When Cannon brought up how media and fans blasted West for his tearful campaign speech in July, West responded that it shows the world is “sick.”

“A world that thinks you shouldn’t cry and be in repentance when you just … you know that is the world that is sick,” he said, before sharing “hard facts that deal with the black genocide.”

West reiterated his previous statements on the racist goals of Planned Parenthood and its founder Margaret Sanger.

“Over 1,000 black babies are aborted every day, so that means we are inside of it as we speak. We are inside a genocide as we speak,” he said, before quoting other abortion statistics as well as the Bible, which says, “I knew you before you were in the womb.”

West said God is using him as a voice to speak for the unborn. “I didn’t even want to have to say that information out loud, but God said, ‘Ye, I need to use you.’ I’m one of the bullhorns.”

Cannon, who has also criticized Planned Parenthood and said his own mom considered abortion but chose life, asked whether speaking out against abortion was critical to West’s 2020 campaign.

“I can only give God the glory because of the connection point to the Birthday Party is dealing with life and pro-life. Because these are kids that are now gonna get a chance to have birthdays,” West said.

For anyone who wants to tear me down for crying, you realize that because of South Carolina, there are people who have decided to have a child? Because they connected. And if they were on the fence about it, they never saw anyone in my position take that position and say, ‘Look at this. This is a 7-year-old right here. And she might have never made it here.’

So when I talk to my father, my father made me apologize to him for bringing this up publicly. He also said that the abortion culture teaches people that a child isn’t a real soul. And it was my wife that said, ‘This is a soul.’ And the scariest thing is, she had the pills—you know, you take these pills, you take them and the next morning the baby’s gone—she had the pills in her hand.

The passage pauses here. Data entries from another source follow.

//! In-flight request bookkeeping for a refresh cycle.
//!
//! # Design
//! Requests are keyed by target URL in a set. A cycle starts with the first
//! `begin` while idle and ends when `end` removes the last key; at that
//! moment the one-shot drain callback fires with the first error recorded
//! during the cycle. Errors after the first are kept for diagnostics only.
//! The tracker has no locking: it is owned by a `Session` and mutated from a
//! single coordination context.

use std::collections::HashSet;
use std::fmt;

use tracing::debug;

use crate::error::SyncError;

/// One-shot callback fired when a cycle drains.
pub type DrainCallback = Box<dyn FnOnce(Option<SyncError>) + Send>;

/// In-flight requests of the current refresh cycle.
#[derive(Default)]
pub struct RequestTracker {
    pending: HashSet<String>,
    active: bool,
    first_error: Option<SyncError>,
    suppressed: Vec<SyncError>,
    on_drain: Option<DrainCallback>,
}

impl RequestTracker {
    pub fn new() -> Self {
        Self::default()
    }

    /// Register an in-flight request. Starts a new cycle when idle, clearing
    /// the errors of the previous one.
    ///
    /// Beginning the same key twice leaves a single entry.
    pub fn begin(&mut self, key: impl Into<String>) {
        if !self.active {
            self.active = true;
            self.first_error = None;
            self.suppressed.clear();
        }
        let key = key.into();
        debug!(key = %key, pending = self.pending.len() + 1, "request begun");
        self.pending.insert(key);
    }

    /// Retire a request. Unknown keys are ignored.
    ///
    /// Returns `true` when this call drained the active cycle.
    pub fn end(&mut self, key: &str) -> bool {
        if !self.pending.remove(key) {
            return false;
        }
        debug!(key, pending = self.pending.len(), "request ended");
        if !self.pending.is_empty() || !self.active {
            return false;
        }

        self.active = false;
        let error = self.first_error.clone();
        if let Some(callback) = self.on_drain.take() {
            callback(error);
        }
        true
    }

    pub fn is_idle(&self) -> bool {
        self.pending.is_empty()
    }

    pub fn is_pending(&self, key: &str) -> bool {
        self.pending.contains(key)
    }

    pub fn pending_count(&self) -> usize {
        self.pending.len()
    }

    /// Arm the one-shot drain callback, replacing any unfired one.
    pub fn on_drain<F>(&mut self, callback: F)
    where
        F: FnOnce(Option<SyncError>) + Send + 'static,
    {
        self.on_drain = Some(Box::new(callback));
    }

    /// Record an error against the current cycle. Only the first is surfaced.
    pub fn record_error(&mut self, error: SyncError) {
        if self.first_error.is_none() {
            self.first_error = Some(error);
        } else {
            self.suppressed.push(error);
        }
    }

    /// First error of the current or most recently drained cycle.
    pub fn first_error(&self) -> Option<&SyncError> {
        self.first_error.as_ref()
    }

    /// Errors recorded after the first one, in arrival order.
    pub fn suppressed_errors(&self) -> &[SyncError] {
        &self.suppressed
    }
}

impl fmt::Debug for RequestTracker {
    fn fmt(&self, f: &mut fmt::Formatter<'_>) -> fmt::Result {
        f.debug_struct("RequestTracker")
            .field("pending", &self.pending)
            .field("active", &self.active)
            .field("first_error", &self.first_error)
            .field("suppressed", &self.suppressed.len())
            .field("armed", &self.on_drain.is_some())
            .finish()
    }
}

#[cfg(test)]
mod tests {
    use std::sync::{Arc, Mutex};

    use super::*;
    use crate::error::TransportError;

    type Calls = Arc<Mutex<Vec<Option<SyncError>>>>;

    fn recorder(tracker: &mut RequestTracker) -> Calls {
        let calls: Calls = Arc::default();
        let sink = Arc::clone(&calls);
        tracker.on_drain(move |err| sink.lock().unwrap().push(err));
        calls
    }

    fn transport_error(url: &str) -> SyncError {
        TransportError::new(url, "connection reset").into()
    }

    #[test]
    fn drain_fires_once_when_last_request_ends() {
        let mut tracker = RequestTracker::new();
        tracker.begin("a");
        tracker.begin("b");
        let calls = recorder(&mut tracker);

        assert!(!tracker.end("a"));
        assert!(calls.lock().unwrap().is_empty());
        assert!(tracker.end("b"));
        assert!(tracker.is_idle());
        assert_eq!(calls.lock().unwrap().len(), 1);

        // Repeated and unknown ends are no-ops.
        assert!(!tracker.end("b"));
        assert!(!tracker.end("zzz"));
        assert_eq!(calls.lock().unwrap().len(), 1);
    }

    #[test]
    fn end_of_unknown_key_while_idle_is_noop() {
        let mut tracker = RequestTracker::new();
        let calls = recorder(&mut tracker);
        assert!(!tracker.end("never-begun"));
        assert!(tracker.is_idle());
        assert!(calls.lock().unwrap().is_empty());
    }

    #[test]
    fn duplicate_begin_keeps_one_entry() {
        let mut tracker = RequestTracker::new();
        tracker.begin("same");
        tracker.begin("same");
        assert_eq!(tracker.pending_count(), 1);
        assert!(tracker.end("same"));
    }

    #[test]
    fn first_error_wins() {
        let mut tracker = RequestTracker::new();
        tracker.begin("a");
        tracker.begin("b");
        let calls = recorder(&mut tracker);

        tracker.record_error(transport_error("a"));
        tracker.record_error(transport_error("b"));
        tracker.end("a");
        tracker.end("b");

        let calls = calls.lock().unwrap();
        assert_eq!(calls[0].as_ref().unwrap().url(), "a");
        assert_eq!(tracker.suppressed_errors().len(), 1);
        assert_eq!(tracker.suppressed_errors()[0].url(), "b");
    }

    #[test]
    fn callback_is_not_reused_across_cycles() {
        let mut tracker = RequestTracker::new();
        tracker.begin("a");
        let calls = recorder(&mut tracker);
        tracker.end("a");

        tracker.begin("a");
        tracker.end("a");
        assert_eq!(calls.lock().unwrap().len(), 1);
    }

    #[test]
    fn new_cycle_clears_previous_errors() {
        let mut tracker = RequestTracker::new();
        tracker.begin("a");
        tracker.record_error(transport_error("a"));
        tracker.record_error(transport_error("a"));
        tracker.end("a");
        assert!(tracker.first_error().is_some());

        tracker.begin("b");
        assert!(tracker.first_error().is_none());
        assert!(tracker.suppressed_errors().is_empty());
        let calls = recorder(&mut tracker);
        tracker.end("b");
        assert_eq!(*calls.lock().unwrap(), vec![None]);
    }
}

Cannon asked West about the backlash he receives for his pro-life stance, one of the most common critiques being that men should not have an opinion on the topic. “It’s a topic they say us as men, us two men sitting here should not be sitting here having a conversation about abortion,” he said.

West responded that it’s a strategy to take the male opinion out of any conversation. “You need the male and the female opinion. And also, it’s both people’s child.”

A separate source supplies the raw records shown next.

//! Audit logging for data modifications.
//!
//! Events are emitted through `tracing` on the `audit` target so the logging
//! backend can route them separately from application logs.
//!
//! # Example
//! ```ignore
//! use axum_helpers::audit::{AuditEvent, AuditOutcome};
//!
//! AuditEvent::new("user.create", Some(format!("user:{}", uid)), AuditOutcome::Success)
//!     .with_ip(extract_ip_from_headers(&headers))
//!     .with_user_agent(extract_user_agent(&headers))
//!     .log();
//! ```

use axum::http::HeaderMap;
use chrono::{DateTime, Utc};
use serde::Serialize;

/// Outcome of an audited action.
#[derive(Debug, Clone, Copy, PartialEq, Eq, Serialize)]
#[serde(rename_all = "lowercase")]
pub enum AuditOutcome {
    /// Action completed successfully
    Success,
    /// Action was rejected (e.g., unknown record)
    Failure,
}

/// Structured audit event.
///
/// Build with the `with_*` methods, then call `.log()` to emit it.
#[derive(Debug, Serialize)]
pub struct AuditEvent {
    /// Action performed (e.g., "user.create", "user.update")
    pub action: String,
    /// Resource affected (e.g., "user:<uuid>")
    pub resource: Option<String>,
    pub outcome: AuditOutcome,
    pub ip_address: Option<String>,
    pub user_agent: Option<String>,
    #[serde(with = "chrono::serde::ts_seconds")]
    pub timestamp: DateTime<Utc>,
    pub details: Option<serde_json::Value>,
}

impl AuditEvent {
    pub fn new(action: impl Into<String>, resource: Option<String>, outcome: AuditOutcome) -> Self {
        Self {
            action: action.into(),
            resource,
            outcome,
            ip_address: None,
            user_agent: None,
            timestamp: Utc::now(),
            details: None,
        }
    }

    pub fn with_ip(mut self, ip: Option<String>) -> Self {
        self.ip_address = ip;
        self
    }

    pub fn with_user_agent(mut self, user_agent: Option<String>) -> Self {
        self.user_agent = user_agent;
        self
    }

    /// Attach additional details; they are serialized to JSON.
    pub fn with_details(mut self, details: impl Serialize) -> Self {
        self.details = serde_json::to_value(details).ok();
        self
    }

    /// Emit the event on the `audit` target.
    pub fn log(self) {
        tracing::info!(
            target: "audit",
            action = %self.action,
            resource = self.resource,
            outcome = ?self.outcome,
            ip = self.ip_address,
            user_agent = self.user_agent,
            timestamp = %self.timestamp,
            details = ?self.details,
            "{}",
            serde_json::to_string(&self)
                .unwrap_or_else(|_| "Failed to serialize audit event".to_string())
        );
    }
}

/// Extract client IP address from HTTP headers.
///
/// Returns the first IP from X-Forwarded-For, falling back to X-Real-IP.
pub fn extract_ip_from_headers(headers: &HeaderMap) -> Option<String> {
    headers
        .get("x-forwarded-for")
        .and_then(|v| v.to_str().ok())
        .and_then(|s| s.split(',').next())
        .map(|s| s.trim().to_string())
        .or_else(|| {
            headers
                .get("x-real-ip")
                .and_then(|v| v.to_str().ok())
                .map(|s| s.to_string())
        })
}

/// Extract user agent string from HTTP headers.
pub fn extract_user_agent(headers: &HeaderMap) -> Option<String> {
    headers
        .get("user-agent")
        .and_then(|v| v.to_str().ok())
        .map(|s| s.to_string())
}

#[cfg(test)]
mod tests {
    use super::*;
    use axum::http::HeaderValue;

    #[test]
    fn test_extract_ip_prefers_first_forwarded_for() {
        let mut headers = HeaderMap::new();
        headers.insert(
            "x-forwarded-for",
            HeaderValue::from_static("203.0.113.7, 10.0.0.1"),
        );
        headers.insert("x-real-ip", HeaderValue::from_static("10.0.0.2"));

        assert_eq!(
            extract_ip_from_headers(&headers).as_deref(),
            Some("203.0.113.7")
        );
    }

    #[test]
    fn test_extract_ip_falls_back_to_real_ip() {
        let mut headers = HeaderMap::new();
        headers.insert("x-real-ip", HeaderValue::from_static("10.0.0.2"));

        assert_eq!(extract_ip_from_headers(&headers).as_deref(), Some("10.0.0.2"));
        assert_eq!(extract_ip_from_headers(&HeaderMap::new()), None);
    }

    #[test]
    fn test_extract_user_agent() {
        let mut headers = HeaderMap::new();
        headers.insert("user-agent", HeaderValue::from_static("curl/8.5.0"));

        assert_eq!(extract_user_agent(&headers).as_deref(), Some("curl/8.5.0"));
    }

    #[test]
    fn test_audit_event_serializes_outcome_lowercase() {
        let event = AuditEvent::new("user.create", Some("user:1".to_string()), AuditOutcome::Success)
            .with_details(serde_json::json!({ "first_name": "Anna" }));

        let json = serde_json::to_value(&event).unwrap();
        assert_eq!(json["action"], "user.create");
        assert_eq!(json["outcome"], "success");
        assert_eq!(json["details"]["first_name"], "Anna");
    }
}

I posted a picture because I read … In New York, I heard you can abort after nine months, but I saw on Google they said 24 weeks, and I showed a picture on my Twitter of a 24-week-old fetus and I got backlash. ‘How you going to put up that abortion tweet?’ And you know what it is, I was trying to appeal to humanity, but we could see by the reaction people had to me crying there is no humanity.

In reference to his own recent controversy over antisemitic comments Cannon made on a podcast with rapper Professor Griff, Cannon said he doesn’t want to cause conflict with his words. “When I hurt people with my words, I didn’t mean to do that. But when people come to conflict because of what you said, that can’t be what you want.”

West responded with the observation that black Americans are like “housekeepers.”

“The most influential, strongest black voices have to act like housekeepers—and I like housekeepers—but if one housekeeper speaks up, they say ‘Shut up, you’re going to get us fired’ — that’s our position. We were brought over here in servitude,” West said.

Earlier in the podcast, West discussed the importance of family, and how American businesses profit off loneliness and the separation of families.

“At the beginning, middle and the end of the day, I’m a dad,” he said. “And there’s so many fathers that, you know, they have jobs where their whole point in life is to take care of their family. When you’re supposed to provide only one service—like, ‘We need your new album!’—to be able to just go and provide for your kids but be able to set a tone of morality, a tone of spirituality…”

“People say, ‘I feel closer to God when I’m at the top of a mountain.’ I feel closer to God when I’m on my knees talking to my children.”